-# TODO: it would be nice if we could extend this icon builder to
-# support monochrome icons and a user-specified subset of the
-# available formats. None of that should be too hard: the
-# monochrome raster data has the same format as the alpha channel,
-# monochrome images have a 2-colour palette containing 000000 and
-# FFFFFF respectively, and really the biggest problem is designing
-# a sensible command-line syntax!
+# The images can be supplied in any input format acceptable to
+# ImageMagick, but their actual colour usage must already be
+# appropriate for the specified mode; this script will not do any
+# substantive conversion.

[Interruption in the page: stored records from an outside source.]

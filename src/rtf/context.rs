//! Public entry point: load, query, lay out and render a document.

use super::document::Document;
use super::engine::{FONT_ENGINE_VERSION, FontEngine, Renderer};
use super::parser;
use super::render;
use crate::common::{Error, LayoutOptions, Rect, Result};
use std::fs::File;
use std::io::{BufReader, Read};
use std::path::Path;

/// An RTF document bound to a font engine.
///
/// A context holds at most one document at a time. Loading replaces the
/// previous document and releases its fonts; dropping the context releases
/// the rest.
///
/// # Examples
///
/// ```rust,ignore
/// use rtflow::rtf::Context;
///
/// let mut ctx = Context::new(my_engine)?;
/// ctx.load_bytes(br"{\rtf1\ansi{\info{\title Notes}} Hello world}")?;
/// assert_eq!(ctx.title(), "Notes");
///
/// let height = ctx.height(640);
/// ctx.render(&mut my_renderer, None, 0);
/// ```
pub struct Context<E: FontEngine> {
    engine: E,
    options: LayoutOptions,
    doc: Document<E::Font>,
}

impl<E: FontEngine> Context<E> {
    /// Create a context with default layout options.
    ///
    /// Fails if the engine implements a different interface version.
    pub fn new(engine: E) -> Result<Self> {
        Self::with_options(engine, LayoutOptions::default())
    }

    pub fn with_options(engine: E, options: LayoutOptions) -> Result<Self> {
        let found = engine.version();
        if found != FONT_ENGINE_VERSION {
            return Err(Error::FontEngineVersion {
                expected: FONT_ENGINE_VERSION,
                found,
            });
        }

        Ok(Self {
            engine,
            options,
            doc: Document::new(options.default_font_size),
        })
    }

    #[inline]
    pub fn options(&self) -> &LayoutOptions {
        &self.options
    }

    /// Replace the layout options.
    ///
    /// The next reflow recomputes the layout. `default_font_size` applies
    /// from the next load, since runs are measured when they are parsed.
    pub fn set_options(&mut self, options: LayoutOptions) {
        self.options = options;
        self.doc.invalidate_layout();
    }

    #[inline]
    pub fn engine(&self) -> &E {
        &self.engine
    }

    #[inline]
    pub fn document(&self) -> &Document<E::Font> {
        &self.doc
    }

    /// Load an RTF file.
    pub fn load_file<P: AsRef<Path>>(&mut self, path: P) -> Result<()> {
        let file = File::open(path.as_ref())?;
        self.load_reader(BufReader::new(file))
    }

    /// Load RTF from `reader`, which is dropped when parsing finishes.
    ///
    /// Pass `&mut reader` to keep using the stream afterwards. On failure
    /// the text parsed before the error stays loaded and the context can be
    /// reused.
    pub fn load_reader<R: Read>(&mut self, reader: R) -> Result<()> {
        self.doc.clear(&mut self.engine);
        self.doc.set_default_font_size(self.options.default_font_size);

        match parser::parse(reader, &mut self.engine, &mut self.doc) {
            Ok(()) => {
                log::debug!("loaded {} lines", self.doc.lines().len());
                Ok(())
            },
            Err(e) => {
                log::warn!("RTF load failed: {e}");
                Err(e.into())
            },
        }
    }

    /// Load RTF from memory.
    pub fn load_bytes(&mut self, bytes: &[u8]) -> Result<()> {
        self.load_reader(bytes)
    }

    /// Document title, or an empty string.
    #[inline]
    pub fn title(&self) -> &str {
        &self.doc.info().title
    }

    #[inline]
    pub fn subject(&self) -> &str {
        &self.doc.info().subject
    }

    #[inline]
    pub fn author(&self) -> &str {
        &self.doc.info().author
    }

    /// Height of the document laid out `width` pixels wide.
    pub fn height(&mut self, width: i32) -> i32 {
        self.doc.reflow(width, &self.options)
    }

    /// Draw the part of the document visible in `rect`, scrolled down by
    /// `y_offset` pixels. Uses the renderer's viewport when `rect` is `None`.
    pub fn render<R>(&mut self, renderer: &mut R, rect: Option<Rect>, y_offset: i32)
    where
        R: Renderer<E::GlyphRun>,
    {
        let rect = rect.unwrap_or_else(|| renderer.viewport());
        self.doc.reflow(rect.w, &self.options);

        for instruction in render::project(&self.doc, rect, y_offset) {
            let Some(line) = self.doc.lines().get(instruction.line) else {
                continue;
            };
            let Some(segment) = line.segments().get(instruction.segment) else {
                continue;
            };
            let Some(run) = line.runs().get(segment.run) else {
                continue;
            };
            let Some(font) = self.doc.fonts().get(run.font()) else {
                continue;
            };

            let text = line.segment_text(segment);
            if let Some(glyphs) = self.engine.render_text(font, text, run.color()) {
                renderer.draw(&glyphs, instruction.position, rect);
            }
        }
    }
}

impl<E: FontEngine> Drop for Context<E> {
    fn drop(&mut self) {
        self.doc.clear(&mut self.engine);
    }
}

#[cfg(test)]
mod tests {
    use super::*;
    use crate::common::{Point, TwipsRounding};
    use crate::rtf::error::RtfError;
    use crate::rtf::testing::{FixedPitchEngine, RecordingRenderer};
    use std::io::{Cursor, Write};

    fn context() -> (Context<FixedPitchEngine>, FixedPitchEngine) {
        let engine = FixedPitchEngine::new();
        let observer = engine.clone();
        (Context::new(engine).unwrap(), observer)
    }

    #[test]
    fn test_version_mismatch() {
        let engine = FixedPitchEngine::new().with_version(2);
        let err = Context::new(engine).err().unwrap();
        assert!(matches!(
            err,
            Error::FontEngineVersion {
                expected: 1,
                found: 2
            }
        ));
    }

    #[test]
    fn test_hello_world() {
        let (mut ctx, _) = context();
        ctx.load_bytes(br"{\rtf1\ansi Hello world}").unwrap();
        assert_eq!(ctx.title(), "");
        assert_eq!(ctx.subject(), "");
        assert_eq!(ctx.author(), "");

        let lines = ctx.document().lines();
        assert_eq!(lines.len(), 1);
        assert_eq!(lines[0].runs().len(), 1);
        assert_eq!(lines[0].runs()[0].text(), "Hello world");
        assert_eq!(ctx.height(500), 12);
    }

    #[test]
    fn test_info() {
        let (mut ctx, _) = context();
        ctx.load_bytes(br"{\rtf1{\info{\title T}{\subject S}{\author A}}x}")
            .unwrap();
        assert_eq!(ctx.title(), "T");
        assert_eq!(ctx.subject(), "S");
        assert_eq!(ctx.author(), "A");
    }

    #[test]
    fn test_failed_load_then_reload() {
        let (mut ctx, _) = context();
        let err = ctx.load_bytes(br"{\rtf1 unterminated").unwrap_err();
        assert!(matches!(err, Error::Rtf(RtfError::UnmatchedBrace)));
        assert_eq!(err.to_string(), "RTF ended during an open group");

        ctx.load_bytes(br"{\rtf1 fine}").unwrap();
        assert_eq!(ctx.document().lines()[0].runs()[0].text(), "fine");
    }

    #[test]
    fn test_stack_underflow() {
        let (mut ctx, _) = context();
        let err = ctx.load_bytes(b"{a}}").unwrap_err();
        assert!(matches!(err, Error::Rtf(RtfError::StackUnderflow)));
        assert_eq!(ctx.document().lines().len(), 1);
    }

    #[test]
    fn test_fonts_released_once() {
        let (mut ctx, observer) = context();
        ctx.load_bytes(br"{\rtf1{\fonttbl{\f0 A;}{\f1 B;}}a\f1 b\b c}").unwrap();
        assert_eq!(observer.created(), 3);
        assert_eq!(observer.freed(), 0);

        ctx.load_bytes(br"{x}").unwrap();
        assert_eq!(observer.freed(), 3);
        assert_eq!(observer.created(), 4);

        drop(ctx);
        assert_eq!(observer.freed(), 4);
    }

    #[test]
    fn test_center_scenario() {
        let (mut ctx, _) = context();
        ctx.load_bytes(br"{\qc Hi}").unwrap();

        let mut renderer = RecordingRenderer::new(Rect::new(0, 0, 100, 50));
        ctx.render(&mut renderer, None, 0);
        assert_eq!(renderer.draws.len(), 1);
        let (text, position, clip) = &renderer.draws[0];
        assert_eq!(text, "Hi");
        assert_eq!(*position, Point::new((100 - 20) / 2, 0));
        assert_eq!(*clip, Rect::new(0, 0, 100, 50));
    }

    #[test]
    fn test_tab_scenario() {
        let (mut ctx, _) = context();
        ctx.load_bytes(br"{a\tab b}").unwrap();
        ctx.height(400);
        let line = &ctx.document().lines()[0];
        assert_eq!(line.runs()[1].tabs(), 1);
        assert_eq!(line.segments()[1].x, 36);

        ctx.set_options(LayoutOptions::new().with_tab_stop_twips(1440));
        ctx.height(400);
        assert_eq!(ctx.document().lines()[0].segments()[1].x, 72);
    }

    #[test]
    fn test_render_wraps_and_scrolls() {
        let (mut ctx, _) = context();
        ctx.load_bytes(br"{aaaa bbbb\par cc}").unwrap();

        let mut renderer = RecordingRenderer::new(Rect::default());
        ctx.render(&mut renderer, Some(Rect::new(10, 20, 70, 100)), 0);
        let drawn: Vec<(&str, Point)> = renderer
            .draws
            .iter()
            .map(|(text, position, _)| (text.as_str(), *position))
            .collect();
        assert_eq!(
            drawn,
            vec![
                ("aaaa ", Point::new(10, 20)),
                ("bbbb", Point::new(10, 32)),
                ("cc", Point::new(10, 44)),
            ]
        );
        assert_eq!(ctx.height(70), 36);

        let mut renderer = RecordingRenderer::new(Rect::new(0, 0, 70, 100));
        ctx.render(&mut renderer, None, 24);
        assert_eq!(renderer.draws.len(), 1);
        assert_eq!(renderer.draws[0].0, "cc");
        assert_eq!(renderer.draws[0].1, Point::new(0, 0));
    }

    #[test]
    fn test_options_rounding() {
        let engine = FixedPitchEngine::new();
        let options = LayoutOptions::new().with_twips_rounding(TwipsRounding::Truncate);
        let mut ctx = Context::with_options(engine, options).unwrap();
        ctx.load_bytes(br"{\li39 x}").unwrap();
        ctx.height(100);
        assert_eq!(ctx.document().lines()[0].segments()[0].x, 1);
    }

    #[test]
    fn test_load_file() {
        let mut file = tempfile::NamedTempFile::new().unwrap();
        file.write_all(br"{\rtf1{\info{\author Someone}}From disk}")
            .unwrap();
        file.flush().unwrap();

        let (mut ctx, _) = context();
        ctx.load_file(file.path()).unwrap();
        assert_eq!(ctx.author(), "Someone");
        assert_eq!(ctx.document().lines()[0].runs()[0].text(), "From disk");

        let missing = ctx.load_file(file.path().with_extension("missing"));
        assert!(matches!(missing, Err(Error::Io(_))));
    }

    #[test]
    fn test_load_reader_borrowed_stays_open() {
        let (mut ctx, _) = context();
        let mut cursor = Cursor::new(b"{one}".to_vec());
        ctx.load_reader(&mut cursor).unwrap();
        assert_eq!(cursor.position(), 5);
        cursor.set_position(0);
        ctx.load_reader(&mut cursor).unwrap();
        assert_eq!(ctx.document().lines()[0].runs()[0].text(), "one");
    }
}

So if an image intended to be used in 4-
+# or 1-bit mode contains any colour not in the appropriate fixed
+# palette, that's a fatal error; if an image to be used in 8-bit
+# mode contains more than 256 distinct colours, that's also a fatal
+# error.
+#
+# Command-line syntax is:
+#
+# icon.pl -depth imagefile [imagefile...] [-depth imagefile [imagefile...]]
+#
+# where `-depth' is one of `-24', `-8', `-4' or `-1', and tells the
+# script how to treat all the image files given after that option
+# until the next depth option. For example, you might execute
+#
+# icon.pl -24 48x48x24.png 32x32x24.png -8 32x32x8.png -1 monochrome.png
+#
+# to build an icon file containing two differently sized 24-bit
+# images, one 8-bit image and one black and white image.
+#
+# Windows .ICO files support a 1-bit alpha channel on all these
+# image types. That is, any pixel can be either opaque or fully
+# transparent, but not partially transparent. The alpha channel is
+# separate from the main image data, meaning that `transparent' is
+# not required to take up a palette entry. (So an 8-bit image can
+# have 256 distinct _opaque_ colours, plus transparent pixels as
+# well.) If the input images have alpha channels, they will be used
+# to determine which pixels of the icon are transparent, by simple
+# quantisation half way up (e.g. in a PNG image with an 8-bit alpha
+# channel, alpha values of 00-7F will be mapped to transparent
+# pixels, and 80-FF will become opaque).